La única meta del hombre en la tierra es ser santo. Y no porque nosotros nos
empeñemos en ello, cosa imposible, porque supera nuestras fuerzas; sino porque es la
vocación a la que Dios nos llama. “Esta es la voluntad de Dios: que seáis santos” (1Ts
4,3). La cercanía de la fiesta de Todos los Santos es ocasión propicia para revisar esta
vocación fundamental de nuestra vida, la llamada a la santidad. Y preguntarnos cómo
respondemos a este designio de Dios sobre cada uno de nosotros.
El Papa Francisco nos enseña: “No tengas miedo de apuntar más alto, de dejarte amar y
liberar por Dios. No tengas miedo de dejarte guiar por el Espíritu Santo. La santidad no
te hace menos humano, porque es el encuentro de tu debilidad con la fuerza de la gracia.
En el fondo, como decía León Bloy, en la vida «existe una sola tristeza, la de no ser
santo»” (Gaudete et exultate 34).
Sí, sólo hay una tristeza, la de no ser santo. Y ya lo decía el clásico castellano: “Porque
al fin de la jornada, aquel que se salva, sabe, y el que no, no sabe nada”. El mayor éxito
de nuestra vida es llegar a la santidad a la que Dios nos llama. Y el mayor fracaso sería
quedarse a mitad de camino o frustrar esa llamada de Dios.

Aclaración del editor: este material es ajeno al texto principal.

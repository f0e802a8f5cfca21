use serde::{Deserialize, Serialize};

/// A `videos` row. Only the columns the verifier needs are mapped; the
/// PostgREST response may carry more.
#[derive(Debug, Clone, Serialize, Deserialize)]
pub struct Video {
    pub id: String,
    #[serde(default)]
    pub storage_path: String,
    #[serde(default)]
    pub active_for_plans: Vec<String>,
}

#[cfg(test)]
mod tests {
    use super::*;

    #[test]
    fn test_deserializes_with_extra_columns() {
        let row = serde_json::json!({
            "id": "vid-1",
            "storage_path": "videos/loop.mp4",
            "active_for_plans": ["5min", "10min"],
            "title": "Loop",
            "uploaded_by": "admin"
        });
        let video: Video = serde_json::from_value(row).unwrap();
        assert_eq!(video.id, "vid-1");
        assert_eq!(video.active_for_plans, vec!["5min", "10min"]);
    }
}
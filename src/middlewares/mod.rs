pub mod cors;

pub use cors::create_cors;
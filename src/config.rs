use serde::{Deserialize, Serialize};
use std::env;

#[derive(Debug, Clone, Serialize, Deserialize, Default)]
pub struct Config {
    #[serde(default)]
    pub server: ServerConfig,
    #[serde(default)]
    pub app: AppConfig,
    #[serde(default)]
    pub stripe: StripeConfig,
    #[serde(default)]
    pub supabase: SupabaseConfig,
    #[serde(default)]
    pub video: VideoConfig,
}

#[derive(Debug, Clone, Serialize, Deserialize)]
pub struct ServerConfig {
    pub host: String,
    pub port: u16,
}

impl Default for ServerConfig {
    fn default() -> Self {
        Self {
            host: "0.0.0.0".to_string(),
            port: 8080,
        }
    }
}

#[derive(Debug, Clone, Serialize, Deserialize)]
pub struct AppConfig {
    /// Public origin used to build Stripe success/cancel URLs.
    pub base_url: String,
}

impl Default for AppConfig {
    fn default() -> Self {
        Self {
            base_url: "http://localhost:8080".to_string(),
        }
    }
}

#[derive(Debug, Clone, Serialize, Deserialize, Default)]
pub struct StripeConfig {
    #[serde(default)]
    pub publishable_key: String,
    #[serde(default)]
    pub secret_key: String,
    #[serde(default)]
    pub webhook_secret: String,
}

#[derive(Debug, Clone, Serialize, Deserialize, Default)]
pub struct SupabaseConfig {
    #[serde(default)]
    pub url: String,
    #[serde(default)]
    pub anon_key: String,
    #[serde(default)]
    pub service_role_key: String,
}

#[derive(Debug, Clone, Serialize, Deserialize)]
pub struct VideoConfig {
    /// Session rows fall back to this video id when no catalog row matches.
    pub default_video_id: String,
    /// Where `/api/video/stream` redirects to.
    pub stream_url: String,
}

impl Default for VideoConfig {
    fn default() -> Self {
        Self {
            default_video_id: "default".to_string(),
            stream_url: "/static/call-loop.mp4".to_string(),
        }
    }
}

impl Config {
    /// Loads `config.toml` (or `CONFIG_PATH`) if present, then applies
    /// environment overrides. Every key is optional: missing Stripe keys only
    /// disable checkout, missing Supabase keys only disable persistence.
    pub fn from_toml() -> Result<Self, Box<dyn std::error::Error>> {
        let config_path = env::var("CONFIG_PATH").unwrap_or_else(|_| "config.toml".to_string());
        use std::io::ErrorKind;

        let mut config: Config = match std::fs::read_to_string(&config_path) {
            Ok(config_str) => {
                toml::from_str(&config_str).map_err(|e| format!("Failed to parse {config_path}: {e}"))?
            }
            Err(e) if e.kind() == ErrorKind::NotFound => Config::default(),
            Err(e) => {
                return Err(format!("Failed to read {config_path}: {e}").into());
            }
        };

        if let Ok(v) = env::var("SERVER_HOST") {
            config.server.host = v;
        }
        if let Ok(v) = env::var("SERVER_PORT")
            && let Ok(p) = v.parse()
        {
            config.server.port = p;
        }
        if let Ok(v) = env::var("APP_BASE_URL") {
            config.app.base_url = v;
        }
        if let Ok(v) = env::var("STRIPE_PUBLISHABLE_KEY") {
            config.stripe.publishable_key = v;
        }
        if let Ok(v) = env::var("STRIPE_SECRET_KEY") {
            config.stripe.secret_key = v;
        }
        if let Ok(v) = env::var("STRIPE_WEBHOOK_SECRET") {
            config.stripe.webhook_secret = v;
        }
        if let Ok(v) = env::var("SUPABASE_URL") {
            config.supabase.url = v;
        }
        if let Ok(v) = env::var("SUPABASE_ANON_KEY") {
            config.supabase.anon_key = v;
        }
        if let Ok(v) = env::var("SUPABASE_SERVICE_ROLE_KEY") {
            config.supabase.service_role_key = v;
        }
        if let Ok(v) = env::var("DEFAULT_VIDEO_ID") {
            config.video.default_video_id = v;
        }
        if let Ok(v) = env::var("VIDEO_STREAM_URL") {
            config.video.stream_url = v;
        }

        Ok(config)
    }

    /// Checkout and verification need both Stripe keys.
    pub fn has_stripe(&self) -> bool {
        !self.stripe.publishable_key.is_empty() && !self.stripe.secret_key.is_empty()
    }

    /// Persistence needs the project URL and at least the anon key.
    pub fn has_supabase(&self) -> bool {
        !self.supabase.url.is_empty() && !self.supabase.anon_key.is_empty()
    }
}

#[cfg(test)]
mod tests {
    use super::*;

    #[test]
    fn test_defaults_disable_integrations() {
        let config = Config::default();
        assert!(!config.has_stripe());
        assert!(!config.has_supabase());
        assert_eq!(config.server.port, 8080);
        assert_eq!(config.video.default_video_id, "default");
    }

    #[test]
    fn test_has_stripe_requires_both_keys() {
        let mut config = Config::default();
        config.stripe.publishable_key = "pk_test_123".to_string();
        assert!(!config.has_stripe());
        config.stripe.secret_key = "sk_test_123".to_string();
        assert!(config.has_stripe());
    }

    #[test]
    fn test_has_supabase_requires_url_and_anon_key() {
        let mut config = Config::default();
        config.supabase.url = "https://project.supabase.co".to_string();
        assert!(!config.has_supabase());
        config.supabase.anon_key = "anon".to_string();
        assert!(config.has_supabase());
    }
}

Los santos que celebramos en la fiesta del 1 de noviembre son todos aquellos,
canonizados o no, que han llegado a la meta. En el conjunto de toda la humanidad, los
santos suponen un caudal de bien, una reserva de amor, que nos hacen mirar la historia
con esperanza. Es verdad que abunda el pecado en todas sus manifestaciones: el odio, la
venganza, la injusticia, el olvido de Dios y el apartamiento de sus mandatos. Ahí están
las expresiones de todo eso: guerras, violencias, atropellos de los derechos humanos,
estropicio de la naturaleza creada.
Pero donde abundó el pecado, sobreabundó la gracia (cf Rm 5,20), nos recuerda san
Pablo. Y esto no es una teoría, sino la vivencia concreta de millones de santos, que han
volcado su amor en ese caudal que transforma la historia. Cada uno de nosotros puede
contribuir a ese caudal que sana todas las heridas y recicla todos los males. Donde hay
odio, venganza, violencia, injusticia, abunde el amor, la entrega, la construcción de un
mundo más humano según el plan de Dios. Es mucho mayor el bien acumulado por la
vida de los santos, que el mal que el hombre genera cuando se aparta de Dios.
La fiesta de todos los Santos es un canto a la belleza de la santidad que ha resplandecido
en tantas personas, hombres y mujeres, niños y ancianos, jóvenes y matrimonios,
religiosos consagrados y pastores de la Iglesia. Esos son los que construyen la historia
en sentido positivo, transformando el mal en bien, como ha hecho Jesucristo desde la
Cruz: ha cambiado el pecado y todos los males del mundo, que han caído sobre él, en
manantial de amor, que brota de su Corazón traspasado.
Pero, ¿será posible llegar a ser santo? ¿No es algo admirable, pero inalcanzable para
nosotros? No, la Iglesia y su Magisterio constante nos enseñan que la santidad es para
todos. Podrá ser una santidad brillante y deslumbrante, o podrá ser una santidad de la
vida ordinaria, de la puerta de al lado. Lo nuclear de la santidad es conformar nuestra
voluntad humana con la voluntad divina, lo esencial es parecerse a Jesucristo y tener los
sentimientos de su Corazón.
Es tarea de toda la vida, y vale la pena ponerse a ello continuamente. Dios con su
infinita misericordia es capaz de hacerlo en nosotros. La fiesta de todos los Santos nos
anima a ello.
Recibid mi afecto y mi bendición:
+ Demetrio Fernández, obispo de Córdoba.